Linear Regression Code – Line by Line

Every line of the linear regression code explained in simple words. We predict house price from area, bedrooms, etc.

Download the dataset first: Housing.csv — Save it in the same folder as your script so pd.read_csv("Housing.csv") works.

Step 1: Imports

Load the libraries we need.

import warnings
warnings.filterwarnings('ignore')
import numpy as np
import pandas as pd
import matplotlib.pyplot as plt
import seaborn as sns

What each line does

  • warnings.filterwarnings('ignore') — Hides warning messages so output is easier to read.
  • import numpy as np — For numbers and arrays.
  • import pandas as pd — For DataFrames and reading CSV.
  • import matplotlib.pyplot as plt — For plots.
  • import seaborn as sns — For nicer plots (optional).

Step 2: Load the data

Read the Housing CSV into a DataFrame.

data = pd.read_csv("Housing.csv")
data.head(10)

What each line does

  • data = pd.read_csv("Housing.csv") — Reads the file and stores it in data. Columns: price, area, bedrooms, bathrooms, stories, mainroad, guestroom, basement, etc.
  • data.head(10) — Shows the first 10 rows so you can see sample values.

Step 3: Quick look at the data

Check column types and counts.

data.info()

What this line does

  • data.info() — Prints how many rows, column names, data types (int, float, object), and how many non-null values. Helps you spot missing values.

Step 3b: Summary numbers (describe)

See the min, max, average, and spread of every numeric column in one table.

data.describe()

👶 In simple terms

  • data.describe() — Shows a small “report card” for each number column: count, mean, standard deviation (spread), min, 25%, 50%, 75%, max. Like asking: “What’s the smallest price? The biggest? The average?” for every numeric column at once.
  • Use it to spot weird values (e.g. area = 0 or price in millions when others are in thousands) before building the model.

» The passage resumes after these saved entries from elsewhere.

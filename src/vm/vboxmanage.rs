//! VirtualBox session driven through the `VBoxManage` command-line tool.
//!
//! Each call runs one `VBoxManage` process and blocks until it exits.

use std::path::{Path, PathBuf};
use std::process::Command;

use image::DynamicImage;
use tempfile::NamedTempFile;

use super::{VmSession, VmState};
use crate::error::{PilotError, Result};

/// Returns the platform's usual `VBoxManage` location.
pub fn default_vboxmanage() -> PathBuf {
    if cfg!(windows) {
        let program_files = std::env::var_os("ProgramFilesW6432")
            .map(PathBuf::from)
            .unwrap_or_else(|| PathBuf::from(r"C:\Program Files"));
        program_files.join("Oracle").join("VirtualBox").join("VBoxManage.exe")
    } else {
        PathBuf::from("VBoxManage")
    }
}

/// A named VirtualBox VM.
#[derive(Debug, Clone)]
pub struct VBoxManage {
    program: PathBuf,
    vm_name: String,
}

impl VBoxManage {
    pub fn new(program: impl Into<PathBuf>, vm_name: impl Into<String>) -> Self {
        Self {
            program: program.into(),
            vm_name: vm_name.into(),
        }
    }

    pub fn vm_name(&self) -> &str {
        &self.vm_name
    }

    /// `showvminfo --machinereadable` as key/value pairs.
    pub fn info(&self) -> Result<Vec<(String, String)>> {
        let output = self.run(&["showvminfo", self.vm_name.as_str(), "--machinereadable"])?;
        read_vbox_pairs(&output)
    }

    /// Path of the medium currently in `slot`, if any.
    pub fn attached_medium(&self, slot: &str) -> Result<Option<String>> {
        let info = self.info()?;
        Ok(pairs_get(&info, slot)
            .filter(|value| *value != "emptydrive" && *value != "none")
            .map(str::to_string))
    }

    fn storage_attach(&self, slot: &str, medium: &str) -> Result<()> {
        let (controller, port, device) = split_slot(slot)?;
        self.run(&[
            "storageattach",
            self.vm_name.as_str(),
            "--storagectl",
            controller,
            "--port",
            port,
            "--device",
            device,
            "--type",
            "fdd",
            "--medium",
            medium,
        ])?;
        Ok(())
    }

    fn run(&self, args: &[&str]) -> Result<String> {
        let output = Command::new(&self.program).args(args).output()?;

        if !output.status.success() {
            return Err(PilotError::Command {
                program: self.program.display().to_string(),
                args: args.iter().map(|a| a.to_string()).collect(),
                status: output.status,
                stderr: String::from_utf8_lossy(&output.stderr).trim().to_string(),
            });
        }

        Ok(String::from_utf8_lossy(&output.stdout).to_string())
    }
}

impl VmSession for VBoxManage {
    fn state(&mut self) -> Result<VmState> {
        let info = self.info()?;
        let raw = pairs_get(&info, "VMState")
            .ok_or_else(|| PilotError::config(format!("no VMState reported for {}", self.vm_name)))?;
        Ok(VmState::parse(raw))
    }

    fn attach_media(&mut self, slot: &str, medium: &Path) -> Result<()> {
        if !medium.is_file() {
            return Err(PilotError::config(format!(
                "medium not found: {}",
                medium.display()
            )));
        }
        self.storage_attach(slot, &medium.to_string_lossy())
    }

    fn detach_media(&mut self, slot: &str) -> Result<()> {
        self.storage_attach(slot, "emptydrive")
    }

    fn inject_scan_codes(&mut self, codes: &[u8]) -> Result<()> {
        // keyboardputscancode without codes is a usage error
        if codes.is_empty() {
            return Ok(());
        }
        let hex: Vec<String> = codes.iter().map(|code| format!("{:02x}", code)).collect();
        let mut args = vec!["controlvm", self.vm_name.as_str(), "keyboardputscancode"];
        args.extend(hex.iter().map(String::as_str));
        self.run(&args)?;
        Ok(())
    }

    fn capture_screen(&mut self) -> Result<DynamicImage> {
        let temp = NamedTempFile::with_suffix(".png")?;
        let path = temp.path().to_string_lossy().to_string();

        self.run(&["controlvm", self.vm_name.as_str(), "screenshotpng", &path])
            .map_err(|e| PilotError::transient(format!("screenshot failed: {}", e)))?;

        image::open(temp.path())
            .map_err(|e| PilotError::transient(format!("unreadable screenshot: {}", e)))
    }

    fn start(&mut self) -> Result<()> {
        self.run(&["startvm", self.vm_name.as_str()])?;
        Ok(())
    }

    fn reset(&mut self) -> Result<()> {
        self.run(&["controlvm", self.vm_name.as_str(), "reset"])?;
        Ok(())
    }
}

/// Splits a `Controller-Port-Device` slot such as `Floppy-0-0`.
fn split_slot(slot: &str) -> Result<(&str, &str, &str)> {
    let parts: Vec<&str> = slot.rsplitn(3, '-').collect();
    match parts.as_slice() {
        [device, port, controller] if !controller.is_empty() => Ok((*controller, *port, *device)),
        _ => Err(PilotError::config(format!(
            "media slot {:?} is not Controller-Port-Device",
            slot
        ))),
    }
}

/// Removes surrounding double quotes and undoes `\"` / `\\` escapes.
fn dequote(s: &str) -> String {
    match s.strip_prefix('"').and_then(|s| s.strip_suffix('"')) {
        Some(inner) => inner.replace("\\\"", "\"").replace("\\\\", "\\"),
        None => s.to_string(),
    }
}

/// Parses `--machinereadable` output into ordered key/value pairs.
pub fn read_vbox_pairs(output: &str) -> Result<Vec<(String, String)>> {
    let mut pairs = Vec::new();
    for line in output.lines() {
        let line = line.strip_suffix('\r').unwrap_or(line);
        if line.is_empty() {
            continue;
        }
        let (key, value) = line.split_once('=').ok_or_else(|| {
            PilotError::config(format!("unexpected VBoxManage output line: {:?}", line))
        })?;
        pairs.push((dequote(key), dequote(value)));
    }
    Ok(pairs)
}

pub fn pairs_get<'a>(pairs: &'a [(String, String)], key: &str) -> Option<&'a str> {
    pairs
        .iter()
        .find(|(k, _)| k == key)
        .map(|(_, v)| v.as_str())
}
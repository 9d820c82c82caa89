//! Installer automation for text-mode guests.
//!
//! This module provides:
//! - Run configuration loaded from config.json (`config`)
//! - Polling primitives that keep the automation in step with the guest (`driver`)
//! - Declarative installer scripts and their interpreter (`script`)

pub mod config;
pub mod driver;
pub mod script;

Step 4: Split into train and test

We use 80% of the data to train the model and 20% to test it.

from sklearn.model_selection import train_test_split
df_train, df_test = train_test_split(data, train_size=0.8, test_size=0.2, random_state=100)

What each line does

  • train_test_split(data, train_size=0.8, test_size=0.2, random_state=100) — Splits the data: 80% goes to df_train, 20% to df_test. random_state=100 makes the split the same every time you run.

Step 5: Prepare features (X) and target (y)

We want to predict price. So price is y; the other columns (area, bedrooms, etc.) are X.

y_train = df_train['price']
X_train = df_train.drop('price', axis=1)
y_test = df_test['price']
X_test = df_test.drop('price', axis=1)

What each line does

  • y_train = df_train['price'] — The target we want to predict on the training set.
  • X_train = df_train.drop('price', axis=1) — All columns except price; these are the features for training.
  • y_test, X_test — Same for the test set (what we use to check how well the model predicts).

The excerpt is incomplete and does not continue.